A quick search showed I had a gaming society nearby. If you’re looking for a game check out the universities and colleges, most have a games society -— even if you’re not a student they will still usually welcome you.

So I got to meet the new breed of table top RPGer, some of whom were not that new, and had been gaming for years, had left university, and were still playing at their old gaming club. I can’t stress enough how lucky I was to meet a group of gamers who actively campaign to break up the cliques that can cripple a game club sometimes. I, and all the other new members were not only welcomed to games, games were set up specifically for new players, and new players got first pick of any available spaces in existing games. I can honestly say this was a first; a massive improvement on my previous experience of gaming clubs back in the late ’80s and ’90s, and I can see how that has translated into a vibrant and stable gamming club here in Loughborough (UK).

So our first game was an over the top, played for laughs D&D 3.5(ish) game.

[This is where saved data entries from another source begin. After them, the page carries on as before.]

#[cfg(test)]
mod tests {
    use super::*;
    use crate::core::transaction::{BasicVerifier, TxOut};
    use crate::types::target::POW_LIMIT;
    use crate::utils::test_utils::utils::{
        mine_header, pow_block, random_hash, stake_block_signed, LOOSE_BITS,
    };

    fn ctx() -> CheckContext {
        CheckContext {
            max_size: BASE_MAX_BLOCK_SIZE,
            now: 1_000_000,
        }
    }

    #[test]
    fn header_is_exactly_80_bytes() {
        let header = Header::default();
        assert_eq!(header.encoded_len(), HEADER_LEN);
        assert_eq!(header.to_bytes().len(), HEADER_LEN);
    }

    #[test]
    fn header_roundtrip() {
        let header = Header {
            version: 3,
            previous_block: random_hash(),
            merkle_root: random_hash(),
            timestamp: 1234,
            bits: POW_LIMIT,
            nonce: 99,
        };
        assert_eq!(Header::from_bytes(&header.to_bytes()).unwrap(), header);
    }

    #[test]
    fn hash_covers_header_only() {
        let mut block = pow_block(random_hash(), 500_000);
        let before = block.hash();
        block
            .transactions
            .push(Transaction::transfer(
                1,
                vec![OutPoint {
                    txid: random_hash(),
                    index: 0,
                }],
                vec![TxOut {
                    value: 1,
                    recipient: random_hash(),
                }],
            ));
        assert_eq!(block.hash(), before);
    }

    #[test]
    fn full_block_roundtrip_pow() {
        let block = pow_block(random_hash(), 500_000);
        let decoded = Block::from_bytes(&block.to_bytes()).unwrap();
        assert_eq!(block, decoded);
        assert!(decoded.is_proof_of_work());
    }

    #[test]
    fn full_block_roundtrip_pos_keeps_signature() {
        let (block, _) = stake_block_signed(random_hash(), 500_000);
        assert!(block.is_proof_of_stake());
        assert!(!block.signature.is_empty());

        let decoded = Block::from_bytes(&block.to_bytes()).unwrap();
        assert_eq!(block, decoded);
    }

    #[test]
    fn truncated_block_is_malformed() {
        let bytes = pow_block(random_hash(), 500_000).to_bytes();
        assert!(Block::from_bytes(&bytes[..bytes.len() - 1]).is_err());
        assert!(Header::from_bytes(&bytes[..HEADER_LEN - 1]).is_err());
    }

    #[test]
    fn check_block_accepts_valid_pow() {
        let mut block = pow_block(random_hash(), 500_000);
        block.header.bits = LOOSE_BITS;
        mine_header(&mut block.header);
        assert!(block.check_block(&ctx(), CheckFlags::full(), &BasicVerifier).is_ok());
    }

    #[test]
    fn empty_block_rejected_first() {
        let mut block = pow_block(random_hash(), 500_000);
        block.transactions.clear();
        assert_eq!(
            block.check_block(&ctx(), CheckFlags::full(), &BasicVerifier),
            Err(ValidationError::EmptyBlock)
        );
    }

    #[test]
    fn future_timestamp_rejected() {
        let mut block = pow_block(random_hash(), 500_000);
        block.header.timestamp = ctx().now + MAX_CLOCK_DRIFT + 1;
        assert!(matches!(
            block.check_block(&ctx(), CheckFlags::full(), &BasicVerifier),
            Err(ValidationError::FutureTimestamp { .. })
        ));
    }

    #[test]
    fn missing_coinbase_is_distinct_from_bad_kernel() {
        // Proof-of-work block without a coinbase in slot 0.
        let mut block = pow_block(random_hash(), 500_000);
        block.transactions[0] = Transaction::transfer(
            1,
            vec![OutPoint {
                txid: random_hash(),
                index: 0,
            }],
            vec![TxOut {
                value: 1,
                recipient: random_hash(),
            }],
        );
        block.header.merkle_root = block.compute_merkle_root();
        assert_eq!(
            block.check_block(&ctx(), CheckFlags::trusted(), &BasicVerifier),
            Err(ValidationError::MissingCoinbase)
        );

        // Stake transaction outside the kernel slot.
        let mut block = pow_block(random_hash(), 500_000);
        block.transactions.push(Transaction::transfer(
            1,
            vec![OutPoint {
                txid: random_hash(),
                index: 0,
            }],
            vec![TxOut {
                value: 1,
                recipient: random_hash(),
            }],
        ));
        block.transactions.push(Transaction::stake(
            2,
            OutPoint {
                txid: random_hash(),
                index: 0,
            },
            vec![TxOut {
                value: 1,
                recipient: random_hash(),
            }],
        ));
        block.header.merkle_root = block.compute_merkle_root();
        assert_eq!(
            block.check_block(&ctx(), CheckFlags::trusted(), &BasicVerifier),
            Err(ValidationError::BadStakeKernel)
        );
    }

    #[test]
    fn bad_merkle_root_rejected() {
        let mut block = pow_block(random_hash(), 500_000);
        block.header.merkle_root = random_hash();
        assert_eq!(
            block.check_block(&ctx(), CheckFlags::full(), &BasicVerifier),
            Err(ValidationError::BadMerkleRoot)
        );

        // The trusted path skips the recomputation.
        let mut flags = CheckFlags::trusted();
        flags.check_pow = false;
        assert!(block.check_block(&ctx(), flags, &BasicVerifier).is_ok());
    }

    #[test]
    fn pow_block_with_signature_rejected() {
        let mut block = pow_block(random_hash(), 500_000);
        block.header.bits = LOOSE_BITS;
        mine_header(&mut block.header);
        block.signature = Bytes::new(vec![1u8; 96]);
        assert_eq!(
            block.check_block(&ctx(), CheckFlags::full(), &BasicVerifier),
            Err(ValidationError::BadSignature)
        );
    }

    #[test]
    fn stake_signature_verifies_and_binds_to_staker() {
        let (block, _) = stake_block_signed(random_hash(), 500_000);
        assert!(block.check_signature().is_ok());

        // Re-signing with a foreign key fails the recipient binding.
        let mut forged = block.clone();
        forged.sign(&PrivateKey::new());
        assert_eq!(
            forged.check_signature(),
            Err(ValidationError::BadSignature)
        );
    }

    #[test]
    fn unsigned_stake_block_rejected() {
        let (mut block, _) = stake_block_signed(random_hash(), 500_000);
        block.signature = Bytes::default();
        assert_eq!(
            block.check_block(&ctx(), CheckFlags::full(), &BasicVerifier),
            Err(ValidationError::BadSignature)
        );
    }

    #[test]
    fn median220_size_cap() {
        assert_eq!(maximum_size_median220(&[]), BASE_MAX_BLOCK_SIZE);

        // Tiny blocks stay pinned at the floor.
        let sizes = vec![200usize; 300];
        assert_eq!(maximum_size_median220(&sizes), BASE_MAX_BLOCK_SIZE);

        // Large blocks raise the cap to twice the median.
        let sizes = vec![3_000_000usize; 300];
        assert_eq!(maximum_size_median220(&sizes), 6_000_000);

        // Only the last 220 entries count.
        let mut sizes = vec![3_000_000usize; 300];
        sizes.extend(vec![100usize; 220]);
        assert_eq!(maximum_size_median220(&sizes), BASE_MAX_BLOCK_SIZE);

        // And the cap never exceeds the absolute ceiling.
        let sizes = vec![usize::MAX / 4; 221];
        assert_eq!(maximum_size_median220(&sizes), ABSOLUTE_MAX_BLOCK_SIZE);
    }
}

I think there may be two of us new players who were in that game that are still in the club, but I can say that every one enjoyed the game, as we had an audience that seemed to laugh at least as hard as those of us playing it. From there I was welcomed into a slightly (but not much) more straight super villains game. Once again as a new comer to the club I suspect I got a seat at the table as a priority.

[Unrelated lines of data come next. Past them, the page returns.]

//! Display formatting for every number and timestamp the UI shows.
//!
//! These outputs are compared against the existing web display, so the
//! rounding rules are the JavaScript ones: `toFixed` for fixed decimals and
//! `Math.round` for percentages. Non-finite input renders as [`PLACEHOLDER`].

use chrono::{DateTime, TimeZone};
use std::fmt::Display;

/// Shown wherever a value is missing or not finite
pub const PLACEHOLDER: &str = "--";

/// e.g. "28.0°C"
pub fn format_degrees(value: f64) -> String {
    if !value.is_finite() {
        return PLACEHOLDER.to_string();
    }
    format!("{}\u{00B0}C", to_fixed(value, 1))
}

/// e.g. "63%"
pub fn format_percent(value: f64) -> String {
    if !value.is_finite() {
        return PLACEHOLDER.to_string();
    }
    format!("{:.0}%", round_half_up(value))
}

/// e.g. "4.3 mm"
pub fn format_millimeters(value: f64) -> String {
    if !value.is_finite() {
        return PLACEHOLDER.to_string();
    }
    format!("{} mm", to_fixed(value, 1))
}

/// e.g. "12.5 km/h"
pub fn format_speed(value: f64) -> String {
    if !value.is_finite() {
        return PLACEHOLDER.to_string();
    }
    format!("{} km/h", to_fixed(value, 1))
}

/// e.g. "7.0"
pub fn format_uv(value: f64) -> String {
    if !value.is_finite() {
        return PLACEHOLDER.to_string();
    }
    to_fixed(value, 1)
}

/// e.g. "3:04 PM"
pub fn format_time<Tz: TimeZone>(at: &DateTime<Tz>) -> String
where
    Tz::Offset: Display,
{
    at.format("%-I:%M %p").to_string()
}

/// e.g. "Saturday, June 15, 2024"
pub fn format_long_date<Tz: TimeZone>(at: &DateTime<Tz>) -> String
where
    Tz::Offset: Display,
{
    at.format("%A, %B %-d, %Y").to_string()
}

/// e.g. "Sat"
pub fn format_short_weekday<Tz: TimeZone>(at: &DateTime<Tz>) -> String
where
    Tz::Offset: Display,
{
    at.format("%a").to_string()
}

/// Fixed-point text with `toFixed` semantics.
///
/// Differs from `format!("{:.N}")` in two places: exact binary ties round
/// away from zero (0.25 -> "0.3"), and the sign is decided before rounding
/// (-0.04 -> "-0.0", while -0.0 -> "0.0").
pub fn to_fixed(value: f64, digits: usize) -> String {
    let magnitude = value.abs();
    let text = if is_exact_tie(magnitude, digits) {
        let half_step = 0.5 / 10f64.powi(digits as i32);
        format!("{:.*}", digits, magnitude + half_step)
    } else {
        format!("{:.*}", digits, magnitude)
    };

    if value < 0.0 {
        format!("-{}", text)
    } else {
        text
    }
}

/// True when `magnitude` sits exactly halfway between two `digits`-place
/// decimals, i.e. `magnitude * 2^(digits+1)` is an odd integer.
fn is_exact_tie(magnitude: f64, digits: usize) -> bool {
    let scaled = magnitude * 2f64.powi(digits as i32 + 1);
    scaled.fract() == 0.0 && scaled % 2.0 == 1.0
}

/// `Math.round`: halves go toward positive infinity, and negative zero is
/// folded into zero.
fn round_half_up(value: f64) -> f64 {
    let floor = value.floor();
    let rounded = if value - floor >= 0.5 { floor + 1.0 } else { floor };
    rounded + 0.0
}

If you take only one thing away from this article, let it be that. Make room for the new guys, and be willing to sacrifice your regular gaming buddies to do so.

So here I am, welcomed back in to the gaming fold, and its almost like nothing has changed, except of course everything has changed. The game starts, I rifle through my dice bag and spot, lurking in the bottom, a dishevelled looking blue d20 I got in my D&D boxed set all those years ago. Some of you may recall them, you had to colour in the voided number spaces with a wax crayon to make them readable.

I glance up and see everyone else at the table, two of them sporting fox ears and flying goggles; all of them using their mobile phones to roll dice, post on Facebook and watch YouTube videos of “Baby-Metal” (everything I love and hate in one macabre, sugar coated package!).

I sat there looking at that die, and realised that it and I were older than many if not all of the people here at the table playing this game. I could let myself get annoyed at the constant distraction of the phones, and the references I didn’t get, or I could choose to accept that the games I loved are still alive and well and a new set of gamers are doing their own thing with them. So I put that battered old d20 back in the dice bag, and sat back and enjoyed the show.

What a hoot. I can’t recall the last time I enjoyed playing a character as much as that brutally dumb supers character.

And here I am in the saddle again, running my favourite systems for these good people (King Arthur Pendragon has been a resounding success, as has the Marvel Super Heroes RPG). Now I find myself scouring the online RPG shop for the first time in a decade looking for my next purchase, and the “RPG student nationals” (which the Loughborough team have introduced me to) are a hunting ground for new game systems as well.

Next week we have a new intake of players just starting university and gaming, and I hope to attract at least one or two of them to my ongoing games.

And do you know what? The players from last semester know that our existing campaign wont re-start until our fresh faces at the gaming society have had a chance to bag a seat at the table.